On ne saura peut-être jamais si les mêmes ligaments ont été touchés, mais le verdict clinique n’a plus vraiment d’importance : c’est le genou d’un joueur de 25 ans qui a déjà l’usure d’un vétéran de 35 ans.
Et ça change tout. Parce que cette fois, ce n’est plus juste une blessure, c’est un point de non-retour. Dach avait passé toute la saison à courir après son jeu, à réapprendre son corps, à réapprivoiser sa mobilité.
Et alors qu’il semblait, lentement, regagner en constance, bang. Fin de parcours. Brendan Gallagher, qui sait mieux que quiconque ce que veut dire jouer avec un corps magané, l’a dit sans détour :
« C’est une vilaine blessure. Il commençait à produire, il était plus constant… cette blessure tombe mal. »
Tout le monde sentait que le deuxième centre du futur ne reviendrait peut-être jamais.
Et même si on veut croire à un retour complet en vue de la prochaine saison, une question subsiste, incontournable, douloureuse : quelle version de Kirby Dach reverrons-nous?
Un joueur qui aura passé 18 mois en rééducation? Un athlète avec un genou reconstruits deux fois, une confiance en miettes, et un corps qui, manifestement, n’encaisse plus la charge d’un rôle de centre en LNH?
Il a 25 ans. Et en 269 matchs dans la LNH, il n’a toujours pas disputé une seule saison complète.
Son différentiel la saison dernière : -29.
À 5 contre 5, il a été sur la glace pour 41 buts accordés contre seulement 22 marqués.
Ses mises au jeu? 36,1 % de réussite en carrière. 188e sur 194 centres avec plus de 200 matchs joués.
Même sa fameuse saison 2022-23, que ses plus ardents défenseurs brandissent comme un argument, n’était pas si reluisante sous la loupe des statistiques avancées : 48 % des buts attendus quand il était sur la glace. Moins que la moyenne.
Et maintenant? Trois chirurgies. Un genou qui grince. Un corps qui se crispe. Un esprit qui se cache.
Lui qui, à son arrivée à Montréal, publiait avec enthousiasme, partageait son quotidien, vivait pleinement sa nouvelle vie dans le plus gros marché de hockey au monde… a complètement disparu.
Sur Instagram, les commentaires sont désactivés depuis des mois.
Aucune publication depuis 32 semaines, sinon une sobre mention d’une collaboration sur la santé mentale avec Laurent Duvernay-Tardif.
L’année dernière, il était vu au Grand Prix de F1, au cœur de l’action. Cette année? Rien. Néant. Silence.

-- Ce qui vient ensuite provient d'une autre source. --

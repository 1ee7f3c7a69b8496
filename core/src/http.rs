//! HTTP request and response types exchanged with the transport.
//!
//! # Design
//! Requests are plain data: the executor resolves the URI, the operation
//! writes headers and body into the `HttpRequest`, and the `Transport` turns
//! it into network I/O. Responses carry their body as a lazy `ResponseBody`
//! so the executor decides whether to read it (acceptable status) or discard
//! it (status failure) without the transport knowing which.

use std::fmt;

use async_trait::async_trait;
use bytes::Bytes;
use serde::Serialize;
use url::Url;

use crate::error::{ClientError, TransportError};
use crate::operation::json;

/// HTTP method for a request.
#[derive(Debug, Clone, Copy, PartialEq, Eq, Hash)]
pub enum HttpMethod {
    Get,
    Head,
    Post,
    Put,
    Patch,
    Delete,
}

impl HttpMethod {
    pub fn as_str(&self) -> &'static str {
        match self {
            HttpMethod::Get => "GET",
            HttpMethod::Head => "HEAD",
            HttpMethod::Post => "POST",
            HttpMethod::Put => "PUT",
            HttpMethod::Patch => "PATCH",
            HttpMethod::Delete => "DELETE",
        }
    }
}

impl fmt::Display for HttpMethod {
    fn fmt(&self, f: &mut fmt::Formatter<'_>) -> fmt::Result {
        f.write_str(self.as_str())
    }
}

/// An HTTP request described as plain data, addressed by an absolute URI.
#[derive(Debug, Clone)]
pub struct HttpRequest {
    pub method: HttpMethod,
    pub uri: Url,
    pub headers: Vec<(String, String)>,
    pub body: Option<Vec<u8>>,
}

impl HttpRequest {
    pub fn new(method: HttpMethod, uri: Url) -> Self {
        Self {
            method,
            uri,
            headers: Vec::new(),
            body: None,
        }
    }

    /// Append a header. Repeated names are kept in insertion order.
    pub fn header(&mut self, name: impl Into<String>, value: impl Into<String>) -> &mut Self {
        self.headers.push((name.into(), value.into()));
        self
    }

    pub fn bearer_auth(&mut self, token: &str) -> &mut Self {
        self.header("authorization", format!("Bearer {token}"))
    }

    /// Serialize `value` as the JSON body and set the content type.
    pub fn json_body<T: Serialize + ?Sized>(&mut self, value: &T) -> Result<&mut Self, ClientError> {
        self.body = Some(json::encode(value)?);
        Ok(self.header("content-type", "application/json"))
    }

    pub fn header_value(&self, name: &str) -> Option<&str> {
        find_header(&self.headers, name)
    }

    /// Check every header name and value against the HTTP grammar.
    pub fn validate_headers(&self) -> Result<(), ClientError> {
        for (name, value) in &self.headers {
            let invalid = |reason: String| ClientError::InvalidHeader {
                name: name.clone(),
                reason,
            };
            ::http::HeaderName::from_bytes(name.as_bytes()).map_err(|e| invalid(e.to_string()))?;
            ::http::HeaderValue::from_str(value).map_err(|e| invalid(e.to_string()))?;
        }
        Ok(())
    }
}

/// Supplier of a response body, consumed at most once.
#[async_trait]
pub trait BodySource: Send {
    /// Read the whole body into memory.
    async fn read(self: Box<Self>) -> Result<Bytes, TransportError>;

    /// Release the body without using it. Defaults to reading and dropping it
    /// so the underlying connection can be reused.
    async fn discard(self: Box<Self>) -> Result<(), TransportError> {
        self.read().await.map(drop)
    }
}

#[async_trait]
impl BodySource for Bytes {
    async fn read(self: Box<Self>) -> Result<Bytes, TransportError> {
        Ok(*self)
    }

    async fn discard(self: Box<Self>) -> Result<(), TransportError> {
        Ok(())
    }
}

/// A response body handed over by the transport.
pub struct ResponseBody(Box<dyn BodySource>);

impl ResponseBody {
    pub fn new(source: impl BodySource + 'static) -> Self {
        Self(Box::new(source))
    }

    /// Body already held in memory.
    pub fn from_bytes(bytes: impl Into<Bytes>) -> Self {
        Self::new(bytes.into())
    }

    pub async fn bytes(self) -> Result<Bytes, TransportError> {
        self.0.read().await
    }

    pub async fn discard(self) -> Result<(), TransportError> {
        self.0.discard().await
    }
}

impl fmt::Debug for ResponseBody {
    fn fmt(&self, f: &mut fmt::Formatter<'_>) -> fmt::Result {
        f.write_str("ResponseBody(..)")
    }
}

/// Status line and headers of a response, without the body.
#[derive(Debug, Clone, PartialEq, Eq)]
pub struct ResponseMeta {
    pub status: u16,
    pub reason: Option<String>,
    pub headers: Vec<(String, String)>,
}

impl ResponseMeta {
    pub fn new(status: u16) -> Self {
        Self {
            status,
            reason: None,
            headers: Vec::new(),
        }
    }

    /// Case-insensitive header lookup, first match wins.
    pub fn header(&self, name: &str) -> Option<&str> {
        find_header(&self.headers, name)
    }

    pub fn is_success(&self) -> bool {
        (200..300).contains(&self.status)
    }
}

/// An HTTP response as returned by a `Transport`.
#[derive(Debug)]
pub struct HttpResponse {
    pub meta: ResponseMeta,
    /// `None` when the response carries no body at all.
    pub body: Option<ResponseBody>,
}

impl HttpResponse {
    pub fn new(status: u16) -> Self {
        Self {
            meta: ResponseMeta::new(status),
            body: None,
        }
    }

    pub fn with_reason(mut self, reason: impl Into<String>) -> Self {
        self.meta.reason = Some(reason.into());
        self
    }

    pub fn with_header(mut self, name: impl Into<String>, value: impl Into<String>) -> Self {
        self.meta.headers.push((name.into(), value.into()));
        self
    }

    pub fn with_body(mut self, body: ResponseBody) -> Self {
        self.body = Some(body);
        self
    }

    pub fn status(&self) -> u16 {
        self.meta.status
    }
}

fn find_header<'a>(headers: &'a [(String, String)], name: &str) -> Option<&'a str> {
    headers
        .iter()
        .find(|(n, _)| n.eq_ignore_ascii_case(name))
        .map(|(_, v)| v.as_str())
}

Même sa copine, autrefois active, a déserté les plateformes.
Montréal est une ville qui dévore les âmes sensibles. Il faut comprendre ce que ça représente.
Montréal n’est pas un marché. Montréal est un ouragan. Un ouragan de passion, d’analyse, de jugements. Et Kirby Dach n’a jamais été prêt à vivre là-dedans.
Des sources proches de l’équipe murmurent qu’il vit très mal la pression. Qu’il lisait tous les commentaires, toutes les critiques. Qu’il absorbait chaque moquerie, chaque chronique assassine.
Il filtrait, il se protégeait, mais le mal était fait.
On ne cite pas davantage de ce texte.